Diebold's Justice, meanwhile, notes that technology is allowing advertising via ATM to become "much richer from the consumer's standpoint." Thermal receipt printing, for example, allows banks to determine which coupons to offer "on the fly," rather than having the same pre-printed coupon on all ATM receipts.

"It might be a coupon for 25 cents off a Diet Coke or a quarter- point off their next loan," Justice says, "and you can let the customer choose."

Bankers' views of new ATM technologies vary widely, he says. Some institutions are content to use their machines "solely as a way of serving their customers with only their products. But, some are beginning to see this as a revenue opportunity-or, more likely, as a way to offset costs-by offering third-party products or coupons for third-party products."

Justice emphasizes that even the richest advertising content, regardless of how impressive the technology that enables it, must be kept within time limits. "In general," he says, "you've got about a 90- second window. Anything beyond that and you begin to lose the customer."

While banks' use of thermal printing to enable real-time generation of coupons already has begun to take hold in the market, it may well be another year or more before a significant number of ATMs feature full- motion video advertisements on their screens. Deployment of these high- bandwidth capabilities will be slowed by the legacy "plumbing" of most ATMs in place today.

"These video files are big," Justice says. "And obviously, you don't want to run the same advertisement for five years. You want to be able to refresh the ad, and you want to be able to do it via communication lines rather than having to send someone out to the machine."

Most ATMs in use today run on 9,600-baud lines-far too slow for sending large video files to the machines over the network. "Consequently, you won't see mass adoption of full-motion ads on the ATM screen until banks re-do the plumbing," the Diebold executive says.

Justice is quick to add that his company anticipated "these kinds of infrastructure issues" well over a decade ago. Since 1986, he says, Diebold machines have been designed so that banks could replace or upgrade specific modules rather than having to replace the entire ATM.

"You can put a Pentium (processor) in it, or maybe upgrade to a 15- inch color screen rather than the monochrome screen," Justice says. "You're already starting to see some of the bigger banks in the United States take this step and begin upgrading their infrastructure."

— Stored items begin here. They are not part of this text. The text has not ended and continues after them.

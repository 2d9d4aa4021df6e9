//! Structured query keys.
//!
//! Every cached result is identified by a [`QueryKey`] - a closed sum type
//! over the resource kinds the platform client synchronizes, with typed
//! parameters. Equality and hashing come from the derived impls, so two
//! keys are the same entry iff they are the same variant with the same
//! parameters; [`QueryKey::canonical`] produces the stable JSON form used
//! in dehydrated snapshots and log lines.

use serde::{Deserialize, Serialize};

/// Cursor for paginated queries.
///
/// Which variant a call site uses depends on what its endpoint pages by:
/// an opaque server cursor, an item offset, or a timestamp upper bound.
#[derive(Debug, Clone, PartialEq, Eq, Hash, Serialize, Deserialize)]
pub enum PageParam {
    /// Opaque server-issued cursor.
    Cursor(String),
    /// Zero-based item offset.
    Offset(u64),
    /// Items strictly older than this unix timestamp (milliseconds).
    Before(i64),
}

/// The resource kind a key addresses, used for bulk invalidation.
#[derive(Debug, Clone, Copy, PartialEq, Eq, Hash)]
pub enum ResourceKind {
    Profile,
    Event,
    Community,
    Post,
    Poll,
    Ticket,
}

/// Canonical identifier for a cached query result.
///
/// Keys are immutable values; a paginated query derives one key per page
/// via [`QueryKey::paged`].
#[derive(Debug, Clone, PartialEq, Eq, Hash, Serialize, Deserialize)]
pub enum QueryKey {
    /// A single profile, addressed by realm address.
    Profile { address: String },
    /// A single event.
    Event { event_id: u64 },
    /// The attendee list of an event.
    EventAttendees { event_id: u64 },
    /// A single community.
    Community { community_id: u64 },
    /// The member list of a community.
    CommunityMembers { community_id: u64 },
    /// A single feed post.
    Post { post_id: u64 },
    /// A community's feed (paginated at call sites).
    CommunityFeed { community_id: u64 },
    /// A single poll.
    Poll { poll_id: u64 },
    /// Tickets held by an address for an event.
    Tickets { event_id: u64, holder: String },
    /// One page of a paginated query. `param` is `None` for the first page.
    Page {
        base: Box<QueryKey>,
        param: Option<PageParam>,
    },
}

impl QueryKey {
    /// The resource kind this key addresses. Pages report their base kind.
    pub fn kind(&self) -> ResourceKind {
        match self {
            QueryKey::Profile { .. } => ResourceKind::Profile,
            QueryKey::Event { .. } | QueryKey::EventAttendees { .. } => ResourceKind::Event,
            QueryKey::Community { .. } | QueryKey::CommunityMembers { .. } => {
                ResourceKind::Community
            }
            QueryKey::Post { .. } | QueryKey::CommunityFeed { .. } => ResourceKind::Post,
            QueryKey::Poll { .. } => ResourceKind::Poll,
            QueryKey::Tickets { .. } => ResourceKind::Ticket,
            QueryKey::Page { base, .. } => base.kind(),
        }
    }

    /// Derive the key for one page of this query.
    pub fn paged(&self, param: Option<PageParam>) -> QueryKey {
        QueryKey::Page {
            base: Box::new(self.clone()),
            param,
        }
    }

    /// True if this key is a page of `base` (or `base` itself).
    pub fn is_page_of(&self, base: &QueryKey) -> bool {
        match self {
            QueryKey::Page { base: b, .. } => b.as_ref() == base,
            other => other == base,
        }
    }

    /// Stable serialized form, used for snapshot payloads and logging.
    ///
    /// Serialization of this enum is infallible in practice; the debug
    /// fallback only exists so this method never panics.
    pub fn canonical(&self) -> String {
        serde_json::to_string(self).unwrap_or_else(|_| format!("{:?}", self))
    }
}

impl std::fmt::Display for QueryKey {
    fn fmt(&self, f: &mut std::fmt::Formatter<'_>) -> std::fmt::Result {
        f.write_str(&self.canonical())
    }
}

// ============================================================================
// Tests
// ============================================================================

Eventually, he says, consumers will not only receive full-motion video advertisements while waiting for their ATM transactions to finish, they'll see ads targeted especially at them.

"We're probably 12 to 24 months out on this one-to-one (marketing) piece," Justice notes, "but I think there will be some banks piloting these capabilities by the end of 2001, with an increasing number of roll-outs next year.

"When we get to that point," he says, "I think the consumer will absolutely love it, because you'll be offering him or her something that you already know they want."

He anticipates that midsize banks will be deliberate, but determined, in tackling the job of upgrading their ATM networks.

"You know," Justice says, "they call Missouri the 'Show Me State.' I believe all bankers are from Missouri. A few want to be first, but most want to be second. They want to see someone else do it, and they want to see a measurable impact on the business, whether it's higher customer retention, higher revenue or greater customer satisfaction."